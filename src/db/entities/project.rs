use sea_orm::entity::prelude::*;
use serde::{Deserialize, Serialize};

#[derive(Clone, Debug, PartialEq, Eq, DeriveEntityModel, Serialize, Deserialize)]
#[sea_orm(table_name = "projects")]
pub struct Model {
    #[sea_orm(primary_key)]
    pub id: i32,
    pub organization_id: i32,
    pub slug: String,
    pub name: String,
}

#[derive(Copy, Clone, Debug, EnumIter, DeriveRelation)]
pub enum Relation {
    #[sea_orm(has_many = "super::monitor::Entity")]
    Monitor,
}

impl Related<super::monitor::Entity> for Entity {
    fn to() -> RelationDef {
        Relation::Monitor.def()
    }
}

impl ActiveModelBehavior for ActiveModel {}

+--

### What this task involves
What is wanted is the number of lines holding "Serialize" in the entries. Nothing else should be given.

### Task solution
2